* _Exercise prompt_
Go through the listing below and count the lines with "EvalAddr" in them. Only the count is needed.

* _Information_
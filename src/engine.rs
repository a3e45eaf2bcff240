use crate::alu::Alu;
use crate::decode::{decode, Decoded, Opcode};
use crate::memory::{Memory, BASE};
use crate::register::{Register, Registers};
use crate::snapshot::Snapshot;
use crate::stack;
use crate::trap::{TrapHandler, TrapVector};

#[derive(Debug, Clone, Copy, PartialEq, Eq)]
pub enum Microstate {
    Fetch,
    Decode,
    EvalAddr,
    FetchOp,
    Execute,
    Store,
}

pub struct Engine {
    registers: Registers,
    memory: Memory,
    alu: Alu,
    pc: u16,
    ir: u16,
    mar: u16,
    mdr: u16,

    starting_address: u16,
    halted: bool,
    file_loaded: bool,

    microstate: Microstate,
    decoded: Option<Decoded>,
    /// Effective address computed at EVAL_ADDR; reused by FETCH_OP/STORE.
    effective_address: u16,
    /// BR's computed branch target, set only if the branch is taken.
    branch_target: Option<u16>,
    /// JMP/RET/JSR/JSRR's computed jump target.
    jump_target: u16,
}

impl Engine {
    pub fn new() -> Engine {
        let mut engine = Engine {
            registers: Registers::new(),
            memory: Memory::new(),
            alu: Alu::new(),
            pc: BASE,
            ir: 0,
            mar: 0,
            mdr: 0,
            starting_address: BASE,
            halted: false,
            file_loaded: false,
            microstate: Microstate::Fetch,
            decoded: None,
            effective_address: 0,
            branch_target: None,
            jump_target: 0,
        };
        engine.registers.set_raw(Register::R6, stack::STACK_BASE);
        engine
    }

    /// Reinitialises the engine without reallocating memory.
    pub fn reset(&mut self) {
        self.registers.reset();
        self.memory.reset();
        self.alu.reset();
        self.pc = BASE;
        self.ir = 0;
        self.mar = 0;
        self.mdr = 0;
        self.starting_address = BASE;
        self.halted = false;
        self.file_loaded = false;
        self.microstate = Microstate::Fetch;
        self.decoded = None;
        self.effective_address = 0;
        self.branch_target = None;
        self.jump_target = 0;
        self.registers.set_raw(Register::R6, stack::STACK_BASE);
    }

    // -- register file / condition codes ------------------------------

    pub fn get_register(&self, register: Register) -> u16 {
        self.registers.get(register)
    }

    pub fn set_register(&mut self, register: Register, value: u16) {
        self.registers.set(register, value);
    }

    pub fn get_cc_n(&self) -> bool {
        self.registers.cc_n()
    }

    pub fn get_cc_z(&self) -> bool {
        self.registers.cc_z()
    }

    pub fn get_cc_p(&self) -> bool {
        self.registers.cc_p()
    }

    // -- special registers ---------------------------------------------

    pub fn get_pc(&self) -> u16 {
        self.pc
    }

    pub fn set_pc(&mut self, value: u16) {
        self.pc = value;
    }

    pub fn increment_pc(&mut self) {
        self.pc = self.pc.wrapping_add(1);
    }

    pub fn increment_pc_by(&mut self, offset: u16) {
        self.pc = self.pc.wrapping_add(offset);
    }

    pub fn get_ir(&self) -> u16 {
        self.ir
    }

    pub fn set_ir(&mut self, value: u16) {
        self.ir = value;
    }

    pub fn get_mar(&self) -> u16 {
        self.mar
    }

    pub fn set_mar(&mut self, value: u16) {
        self.mar = value;
    }

    pub fn get_mdr(&self) -> u16 {
        self.mdr
    }

    pub fn set_mdr(&mut self, value: u16) {
        self.mdr = value;
    }

    // -- memory ----------------------------------------------------------

    pub fn memory_read(&self, address: u16) -> u16 {
        self.memory.read(address)
    }

    pub fn memory_write(&mut self, address: u16, value: u16) {
        self.memory.write(address, value);
    }

    pub fn set_memory(&mut self, address: u16, value: u16) {
        self.memory_write(address, value);
    }

    // -- lifecycle flags ---------------------------------------------------

    pub fn is_halted(&self) -> bool {
        self.halted
    }

    pub fn toggle_halted(&mut self) {
        self.halted = !self.halted;
    }

    pub fn is_file_loaded(&self) -> bool {
        self.file_loaded
    }

    pub fn toggle_file_loaded(&mut self) {
        self.file_loaded = !self.file_loaded;
    }

    pub fn get_starting_address(&self) -> u16 {
        self.starting_address
    }

    /// Sets the starting address for the loaded program and also the PC.
    pub fn set_starting_address(&mut self, address: u16) {
        self.starting_address = address;
        self.pc = address;
    }

    pub fn microstate(&self) -> Microstate {
        self.microstate
    }

    pub fn decoded_opcode(&self) -> Option<Opcode> {
        self.decoded.map(|d| d.opcode)
    }

    // -- snapshot ----------------------------------------------------------

    pub fn snapshot(&self) -> Snapshot {
        Snapshot {
            registers: self.registers.snapshot(),
            pc: self.pc,
            ir: self.ir,
            mar: self.mar,
            mdr: self.mdr,
            condition: self.registers.condition(),
            alu_a: self.alu.a(),
            alu_b: self.alu.b(),
            alu_result: self.alu.fetch_result(),
            memory: self.memory.snapshot(),
            starting_address: self.starting_address,
            file_loaded: self.file_loaded,
            halted: self.halted,
        }
    }

    // -- microphases ---------------------------------------------------

    // MAR <- PC; PC <- PC+1; MDR <- mem[MAR]; IR <- MDR.
    pub fn fetch(&mut self) {
        self.mar = self.pc;
        self.increment_pc();
        self.mdr = self.memory.read(self.mar);
        self.ir = self.mdr;
        self.microstate = Microstate::Decode;
    }

    pub fn decode(&mut self) {
        self.decoded = Some(decode(self.ir));
        self.microstate = Microstate::EvalAddr;
    }

    // Computes effective addresses / branch-and-jump targets. A no-op
    // for opcodes that don't use this phase.
    pub fn eval_addr(&mut self) {
        let d = self.current_decoded();
        match d.opcode {
            Opcode::Br => {
                let taken = (d.nzp.n && self.registers.cc_n())
                    || (d.nzp.z && self.registers.cc_z())
                    || (d.nzp.p && self.registers.cc_p());
                self.branch_target = if taken {
                    Some(self.pc.wrapping_add(d.offset9))
                } else {
                    None
                };
            }
            Opcode::Ld | Opcode::Ldi | Opcode::St | Opcode::Sti => {
                self.effective_address = self.pc.wrapping_add(d.offset9);
                self.mar = self.effective_address;
            }
            Opcode::Ldr | Opcode::Str => {
                self.effective_address = self.registers.get(d.base_r).wrapping_add(d.offset6);
                self.mar = self.effective_address;
            }
            Opcode::Lea => {
                self.effective_address = self.pc.wrapping_add(d.offset9);
            }
            Opcode::Jmp => {
                self.jump_target = self.registers.get(d.base_r);
            }
            Opcode::Jsr => {
                self.jump_target = if d.jsr_mode {
                    self.pc.wrapping_add(d.offset11)
                } else {
                    self.registers.get(d.base_r)
                };
            }
            Opcode::Add | Opcode::And | Opcode::Not | Opcode::Stack | Opcode::Trap => {}
            Opcode::Unused => panic!("attempted to execute the unused opcode 1000"),
        }
        self.microstate = Microstate::FetchOp;
    }

    /// FETCH_OP: loads ALU inputs / MDR from memory or registers.
    pub fn fetch_operands(&mut self) {
        let d = self.current_decoded();
        match d.opcode {
            Opcode::Add | Opcode::And => {
                self.alu.load_a(self.registers.get(d.sr1));
                let b = if d.imm_mode {
                    d.imm5
                } else {
                    self.registers.get(d.sr2)
                };
                self.alu.load_b(b);
            }
            Opcode::Not => {
                self.alu.load_a(self.registers.get(d.sr1));
            }
            Opcode::Ld | Opcode::Ldr => {
                self.mdr = self.memory.read(self.mar);
            }
            Opcode::Ldi => {
                self.mdr = self.memory.read(self.mar);
                self.mar = self.mdr;
                self.mdr = self.memory.read(self.mar);
            }
            Opcode::St | Opcode::Str => {
                self.mdr = self.registers.get(d.dr);
            }
            Opcode::Sti => {
                self.mdr = self.memory.read(self.mar);
                self.mar = self.mdr;
                self.mdr = self.registers.get(d.dr);
            }
            Opcode::Trap => {
                self.mar = d.trapvect8;
            }
            Opcode::Br | Opcode::Jmp | Opcode::Jsr | Opcode::Lea | Opcode::Stack => {}
            Opcode::Unused => unreachable!("eval_addr already rejected Unused"),
        }
        self.microstate = Microstate::Execute;
    }

    // Runs the ALU, redirects PC, or calls out to the trap dispatcher.
    pub fn execute(&mut self, handler: &mut dyn TrapHandler) {
        let d = self.current_decoded();
        match d.opcode {
            Opcode::Add => self.alu.add(),
            Opcode::And => self.alu.and(),
            Opcode::Not => self.alu.not(),
            Opcode::Br => {
                if let Some(target) = self.branch_target {
                    self.pc = target;
                }
            }
            Opcode::Trap => {
                self.dispatch_trap(handler);
            }
            Opcode::Ld
            | Opcode::Ldi
            | Opcode::Ldr
            | Opcode::St
            | Opcode::Sti
            | Opcode::Str
            | Opcode::Jmp
            | Opcode::Jsr
            | Opcode::Lea
            | Opcode::Stack => {}
            Opcode::Unused => unreachable!("eval_addr already rejected Unused"),
        }
        self.microstate = Microstate::Store;
    }

    /// STORE: writes the ALU result, MDR, or jump target back.
    pub fn store(&mut self) {
        let d = self.current_decoded();
        match d.opcode {
            Opcode::Add | Opcode::And | Opcode::Not => {
                self.registers.set(d.dr, self.alu.fetch_result());
            }
            Opcode::Ld | Opcode::Ldi | Opcode::Ldr => {
                self.registers.set(d.dr, self.mdr);
            }
            Opcode::Lea => {
                self.registers.set(d.dr, self.effective_address);
            }
            Opcode::St | Opcode::Sti | Opcode::Str => {
                self.memory.write(self.mar, self.mdr);
            }
            Opcode::Jmp => {
                self.registers.set_raw(Register::R7, self.pc);
                self.pc = self.jump_target;
            }
            Opcode::Jsr => {
                self.registers.set_raw(Register::R7, self.pc);
                self.pc = self.jump_target;
            }
            Opcode::Stack => {
                if d.stack_push {
                    stack::push(
                        &mut self.registers,
                        &mut self.memory,
                        &mut self.mar,
                        &mut self.mdr,
                        d.dr,
                    );
                } else {
                    stack::pop(
                        &mut self.registers,
                        &mut self.memory,
                        &mut self.mar,
                        &mut self.mdr,
                        d.dr,
                    );
                }
            }
            Opcode::Br | Opcode::Trap => {}
            Opcode::Unused => unreachable!("eval_addr already rejected Unused"),
        }
        self.microstate = Microstate::Fetch;
    }

    fn current_decoded(&self) -> Decoded {
        self.decoded.expect("decode() must run before this microphase")
    }

    /// Drives exactly one full microphase walk, skipping phases the
    /// current opcode doesn't use. A no-op while halted.
    pub fn step(&mut self, handler: &mut dyn TrapHandler) {
        if self.halted {
            return;
        }

        self.fetch();
        self.decode();

        let opcode = self.current_decoded().opcode;
        let phases = PhasesUsed::for_opcode(opcode);

        if phases.eval_addr {
            self.eval_addr();
        } else {
            self.microstate = Microstate::FetchOp;
        }
        if phases.fetch_op {
            self.fetch_operands();
        } else {
            self.microstate = Microstate::Execute;
        }
        if phases.execute {
            self.execute(handler);
        } else {
            self.microstate = Microstate::Store;
        }
        if phases.store {
            self.store();
        } else {
            self.microstate = Microstate::Fetch;
        }
    }

    /// The engine's half of the trap protocol (saving R7, restoring PC)
    /// plus calling out to the injected handler for the outside-world
    /// half. Delegates to the single-call-out methods below so there is
    /// one copy of each trap's register bookkeeping.
    fn dispatch_trap(&mut self, handler: &mut dyn TrapHandler) {
        let vector = (self.mar & 0xFF) as u8;
        self.registers.set_raw(Register::R7, self.pc);
        match TrapVector::from_vector(vector) {
            TrapVector::Getc => {
                let byte = handler.getc();
                self.trap_getc(byte);
            }
            TrapVector::Out => {
                let byte = self.trap_out();
                handler.out(byte);
            }
            TrapVector::Puts => loop {
                let byte = self.trap_puts_next();
                if byte == 0 {
                    break;
                }
                handler.puts_byte(byte);
            },
            TrapVector::Halt => self.trap_halt(),
            TrapVector::Unmapped(vector) => handler.unmapped(vector),
        }
    }

    /// GETC's call-out: R0 gets the supplied byte without touching N/Z/P,
    /// then PC is restored from R7.
    pub fn trap_getc(&mut self, byte: u8) {
        self.registers.set_raw(Register::R0, u16::from(byte));
        self.pc = self.registers.get(Register::R7);
    }

    /// OUT's call-out: returns the low byte of R0, then restores PC from R7.
    pub fn trap_out(&mut self) -> u8 {
        let byte = (self.registers.get(Register::R0) & 0xFF) as u8;
        self.pc = self.registers.get(Register::R7);
        byte
    }

    /// PUTS's call-out: reads the byte at memory[R0], advances R0, and
    /// restores PC from R7. Called repeatedly until it returns 0.
    pub fn trap_puts_next(&mut self) -> u8 {
        let address = self.registers.get(Register::R0);
        let byte = (self.memory.read(address) & 0xFF) as u8;
        self.registers.set_raw(Register::R0, address.wrapping_add(1));
        self.pc = self.registers.get(Register::R7);
        byte
    }

    pub fn trap_halt(&mut self) {
        self.halted = true;
    }
}
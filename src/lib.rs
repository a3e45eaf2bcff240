mod alu;
mod config;
mod debugger;
mod decode;
mod driver;
mod engine;
mod error;
mod loader;
mod memory;
mod register;
mod sign_extend;
mod snapshot;
mod stack;
mod trap;
mod trap_io;

pub use crate::config::Config;
pub use crate::loader::Format;
use crate::driver::Driver;
use crate::trap_io::StdTrapIo;
use std::error::Error;

pub fn run(config: Config) -> Result<(), Box<dyn Error>> {
    let mut driver = Driver::new();
    driver.load_program(&config.filename, config.format())?;
    let mut handler = StdTrapIo;

    if config.debug {
        debugger::run(driver, &mut handler);
    } else {
        run_to_completion(&mut driver, &mut handler);
    }

    Ok(())
}

fn run_to_completion(driver: &mut Driver, handler: &mut StdTrapIo) {
    while !driver.engine().is_halted() {
        driver.step(handler);
    }
}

* _Completed exercise_
2